Le regard glissant à intervalles réguliers vers sa montre, la voix du journaliste à cet instant aussi agréable à son oreille qu’une craie contre un tableau et faisant passer le temps avec une lenteur démesurée, il se laissait une marge raisonnable de dix minutes avant de prendre congé de son voisin de siège et de quitter l’amphithéâtre sans avoir à écouter ou modifier son programme pour la fin de l’après-midi. « Oui, Monsieur Jaafari ? » Instinctivement le brun avait levé la tête « Vous avez une question ? Ne soyez pas timide. » Bien sûr qu’il n’avait pas de question.

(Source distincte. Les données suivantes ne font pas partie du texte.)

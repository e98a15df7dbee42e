// SPDX-License-Identifier: BUSL-1.1
// Copyright (c) 2026 Alfred Jean LLC

//! CLI command implementations

pub mod lock;
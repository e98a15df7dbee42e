//! Blocking acquisition and disconnect cleanup specs

use crate::prelude::*;
use mx_core::ConnectionId;

#[tokio::test]
async fn waiters_are_granted_in_arrival_order() {
    let cluster = Cluster::start().await;
    let a = cluster.worker().await;
    let b = Arc::new(cluster.worker().await);
    let c = Arc::new(cluster.worker().await);

    a.lock("x").await.unwrap();

    let b_wait = {
        let b = Arc::clone(&b);
        tokio::spawn(async move { b.lock("x").await })
    };
    eventually(|| cluster.registry().waiters("x").len() == 1).await;

    let c_wait = {
        let c = Arc::clone(&c);
        tokio::spawn(async move { c.lock("x").await })
    };
    eventually(|| cluster.registry().waiters("x").len() == 2).await;

    a.unlock("x").await.unwrap();
    b_wait.await.unwrap().unwrap();
    assert_eq!(cluster.registry().holder("x"), Some(ConnectionId(2)));
    assert!(!c_wait.is_finished());

    b.unlock("x").await.unwrap();
    c_wait.await.unwrap().unwrap();
    assert_eq!(cluster.registry().holder("x"), Some(ConnectionId(3)));

    cluster.stop().await;
}

#[tokio::test]
async fn disconnect_releases_held_keys_and_abandons_waits() {
    let cluster = Cluster::start().await;
    let m_owner = cluster.worker().await;
    let x = Arc::new(cluster.worker().await);
    let k_waiter = Arc::new(cluster.worker().await);

    m_owner.lock("M").await.unwrap();
    x.lock("K").await.unwrap();
    x.set_value("K", Some(json!("from x"))).await.unwrap();

    let x_wait = {
        let x = Arc::clone(&x);
        tokio::spawn(async move { x.lock("M").await })
    };
    let k_wait = {
        let k_waiter = Arc::clone(&k_waiter);
        tokio::spawn(async move { k_waiter.lock("K").await })
    };
    eventually(|| {
        cluster.registry().waiters("M").len() == 1 && cluster.registry().waiters("K").len() == 1
    })
    .await;

    // Drop every handle on x so its connection goes away mid-wait
    x_wait.abort();
    let _ = x_wait.await;
    drop(x);

    k_wait.await.unwrap().unwrap();
    assert_eq!(cluster.registry().holder("K"), Some(ConnectionId(3)));
    assert_eq!(k_waiter.get_value("K").await.unwrap(), None);

    eventually(|| cluster.registry().waiters("M").is_empty()).await;
    assert_eq!(cluster.registry().holder("M"), Some(ConnectionId(1)));

    // M is released to nobody once its owner unlocks
    m_owner.unlock("M").await.unwrap();
    assert_eq!(cluster.registry().holder("M"), None);

    cluster.stop().await;
}

#[tokio::test]
async fn misuse_by_non_holder_changes_nothing() {
    let cluster = Cluster::start().await;
    let holder = cluster.worker().await;
    let other = cluster.worker().await;

    holder.lock("x").await.unwrap();
    holder.set_value("x", Some(json!(1))).await.unwrap();

    assert!(matches!(other.unlock("x").await, Err(ClientError::NotHolder(_))));
    assert!(matches!(
        other.set_value("x", Some(json!(2))).await,
        Err(ClientError::NotHolder(_))
    ));
    assert!(matches!(other.unlock("free").await, Err(ClientError::NotHolder(_))));

    assert_eq!(cluster.registry().holder("x"), Some(ConnectionId(1)));
    assert_eq!(other.get_value("x").await.unwrap(), Some(json!(1)));
    assert!(cluster.registry().holder("free").is_none());

    cluster.stop().await;
}
//! Shared fixtures for the behavioral specs

#![allow(dead_code)]

pub use mx_client::{campaign, elect, locate, ClientError, Election, MutexClient, UPDATE_MASTER_KEY};
pub use mx_core::{Endpoint, MutexRegistry};
pub use mx_daemon::CoordinationServer;
pub use serde_json::json;
pub use std::sync::Arc;
pub use std::time::Duration;

use tempfile::TempDir;

/// A coordination server on a temporary Unix socket
pub struct Cluster {
    _dir: TempDir,
    pub server: CoordinationServer,
    pub endpoint: Endpoint,
}

impl Cluster {
    pub async fn start() -> Self {
        let dir = tempfile::tempdir().unwrap();
        let mut server = CoordinationServer::new(
            Arc::new(MutexRegistry::new()),
            Endpoint::Unix(dir.path().join("mx.sock")),
        );
        let endpoint = server.open().await.unwrap();
        Self {
            _dir: dir,
            server,
            endpoint,
        }
    }

    /// Connect a new worker
    pub async fn worker(&self) -> MutexClient {
        MutexClient::connect(&self.endpoint).await.unwrap()
    }

    pub fn registry(&self) -> &MutexRegistry {
        self.server.registry()
    }

    pub async fn stop(mut self) {
        self.server.close().await.unwrap();
    }
}

/// Poll `check` until it holds or a second passes
pub async fn eventually(mut check: impl FnMut() -> bool) {
    for _ in 0..100 {
        if check() {
            return;
        }
        tokio::time::sleep(Duration::from_millis(10)).await;
    }
    panic!("condition not met within 1s");
}
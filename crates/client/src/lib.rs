// SPDX-License-Identifier: BUSL-1.1
// Copyright (c) 2026 Alfred Jean LLC

// Allow panic!/unwrap/expect in test code
#![cfg_attr(test, allow(clippy::panic))]
#![cfg_attr(test, allow(clippy::unwrap_used))]
#![cfg_attr(test, allow(clippy::expect_used))]

//! mx-client: connect to the coordination server, take locks, elect a master

pub mod client;
pub mod election;

pub use client::{timeout_connect, timeout_ipc, ClientError, MutexClient};
pub use election::{campaign, elect, locate, Election, UPDATE_MASTER_KEY};
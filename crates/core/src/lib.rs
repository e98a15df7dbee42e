// SPDX-License-Identifier: BUSL-1.1
// Copyright (c) 2026 Alfred Jean LLC

// Allow panic!/unwrap/expect in test code
#![cfg_attr(test, allow(clippy::panic))]
#![cfg_attr(test, allow(clippy::unwrap_used))]
#![cfg_attr(test, allow(clippy::expect_used))]

//! mx-core: shared building blocks for the mx coordination service
//!
//! This crate provides:
//! - The mutex registry (exclusive locks with FIFO waiters and attached values)
//! - Connection identities
//! - Server endpoints

pub mod coordination;
pub mod endpoint;
pub mod id;

pub use coordination::{
    Acquire, DisconnectSummary, Grant, LockMode, LockState, MutexRegistry, RegistryError,
    TryAcquire,
};
pub use endpoint::{Endpoint, EndpointError};
pub use id::{ConnectionId, ConnectionIdGen};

Lui en revanche, avait suffisamment de temps à perdre pour le passer à tenter d’obtenir son attention au lieu de faire avec sérieux ce pourquoi l’université l’avait probablement grassement payé. « Je n’en avais pas non. » Son regard fixant celui de son interlocuteur avec insistance quelques secondes de plus qu’il n’aurait été nécessaire, il avait laissé un sourire teinté de fausses bonnes intentions se dessiner sur ses lèvres « J’allais simplement suggérer que vous vous intéressiez un peu plus aux mains levées dans le fond de l’amphithéâtre, pour les prochaines questions. On se laisse facilement happer par les premiers rangs, quand on n’a pas l’habitude. » Mais qu’il n’y voit là aucune mauvaise intention, il ne faisait que lui faire part de son expertise pour l’enrichir, pas vrai. Profitant néanmoins de ce que le flot de questions ait été momentanément interrompu, Hassan s’était finalement levé « Je ne peux pas rester plus longtemps, mais vous semblez avoir suffisamment capté l’attention de vos élèves pour avoir de quoi faire. » Le doyen s’était levé à son tour, probablement avec l’intention de retourner lui aussi vaquer à ses occupations. « J’ai fait circuler une feuille parmi les élèves pendant votre pause, vous ne verrez pas d’inconvénient à prendre cinq minutes de votre temps pour la déposer dans la boite aux lettres de mon bureau ? Le 421. » Cinq minutes de son temps libre, ce n’était pas cher payé pour avoir assumé sans lui laisser le choix qu’il n’avait rien de mieux à faire que de l’écouter faire son numéro. Un dernier « Bonne fin de journée. » adressé aux élèves plus qu’autre chose et Hassan avait quitté l’amphithéâtre, échangeant quelques dernières banalités avec son supérieur avant qu’ils ne se séparent pour rejoindre leurs bureaux respectifs, où le brun comptait bien récupérer ses copies et refermer à clefs avant que Keynes ne soit à nouveau mis sur son chemin.